I personally think a large percentage of the reason why I’ve done so many things–whether it’s hosting, or comedy gags, sketch comedy, acting and other stuff–is primarily because it keeps me entertained, and that somehow doing only one thing can wear me out. And to this end, what I’ve taken away from it is that, if I could learn one thing, it would be to detach from every aspect of your life a little bit and become a little bit of an observer. So you’re not always emotionally wiring yourself up. Frankly, I wasted a lot of time worrying about stuff that never happened to me. And that is a piece of advice I’d give myself now: it is what it is, don’t keep over analysing it.
Being a writer yourself, how do you choose your scripts?
I’m not getting 75 scripts a week that I’m choosing different genres… I am choosing out of the shows that I am getting offered. And out of them, I’ve started realising that overanalysing every script and weighing it is a really stupid thing.
I had read so many scripts, which were really small, blank and nothing great happened. And then when we went and shot them, they were super fun.They turned out really good, because so much happened on set. I choose the people I’m working with, because I’m going to spend 35-40 days with these people, I hope to at least be around people who are amiable, nice and kind.
Sometimes you can be part of an amazing project, but it could be a terrible experience. And so you won’t remember it with joy at all. I also hope and pray that the role is slightly interesting — there’s something for me to do, which I can explore and have fun with. I do check up on who else is part of it, the director, the production house, the crew, etc. And if it feels okay, and it doesn’t affect my personal aesthetic or jar with things that I would never want to be part of, then it’s a ‘yes’.
Do you feel free to create comic content?
It’s honestly sad that you are required to feel free when creating something original, but the constant criticism and watching keeps holding a part of you back. I’m not dramatically careful. I’m also not dramatically vocal. I think that I’m still in that space where I find it very difficult to click, document and present parts of my life constantly. I find that really tiring. I find it physically tiring to do so I’m still getting into it. But while I say that I would be lying if I’m not either told or thinking about it or even reminded by comedian friends.

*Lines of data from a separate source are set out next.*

//! Recording clock.

use chrono::{DateTime, Utc};

/// Source of step timestamps, supplied by the recorder's consumer so tests
/// can control time.
pub trait Clock {
    /// Returns the current time.
    fn now(&self) -> DateTime<Utc>;
}

/// Default clock backed by the system time.
#[derive(Debug, Clone, Copy, Default)]
pub struct SystemClock;

impl Clock for SystemClock {
    fn now(&self) -> DateTime<Utc> {
        Utc::now()
    }
}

We really got away with murder back then. The kind of stuff we did, I don’t even think we’d be allowed to go on air with it anymore. You suddenly realise, the internet is a very strange place because it’s constant feedback from strangers, well wishers, but mostly strangers. And then their mood changes, like you’re dealing with almost like a volatile mercurial child. Like they love you, then they have something nasty to say, then they are forgiving, and they can be quite aggressive about certain statements. And so you need to take that also with a pinch of salt.
Do you reject a lot of projects coming your way?
Not dramatically, but a lot of things automatically get rejected in my head, because it is not at all my sensibility. There’s a whole school of people in the media who are absolutely right when they say do everything as you are a working person. But again there are people who say — you must choose very carefully. So, I think that, for me, I say ‘no’ to things that are just not my sensibility. I’ve been around long enough to know I may hate or be miserable if I choose this particular project.
How are you reinventing yourself and maintaining your individuality?
I think I’m trying to find it all over again. I think you go through these weird phases where you forget everything and you’re just doing anything, then you take gaps and then you need some time for self introspection. Honestly, I’m thoroughly enjoying this phase now because I’m getting to act and learn or try to be a better performer, a better actor, very few people who I think are hosts get to perform and act. I am having a lot of fun. There are some amazing projects lined up. I am blessed and grateful.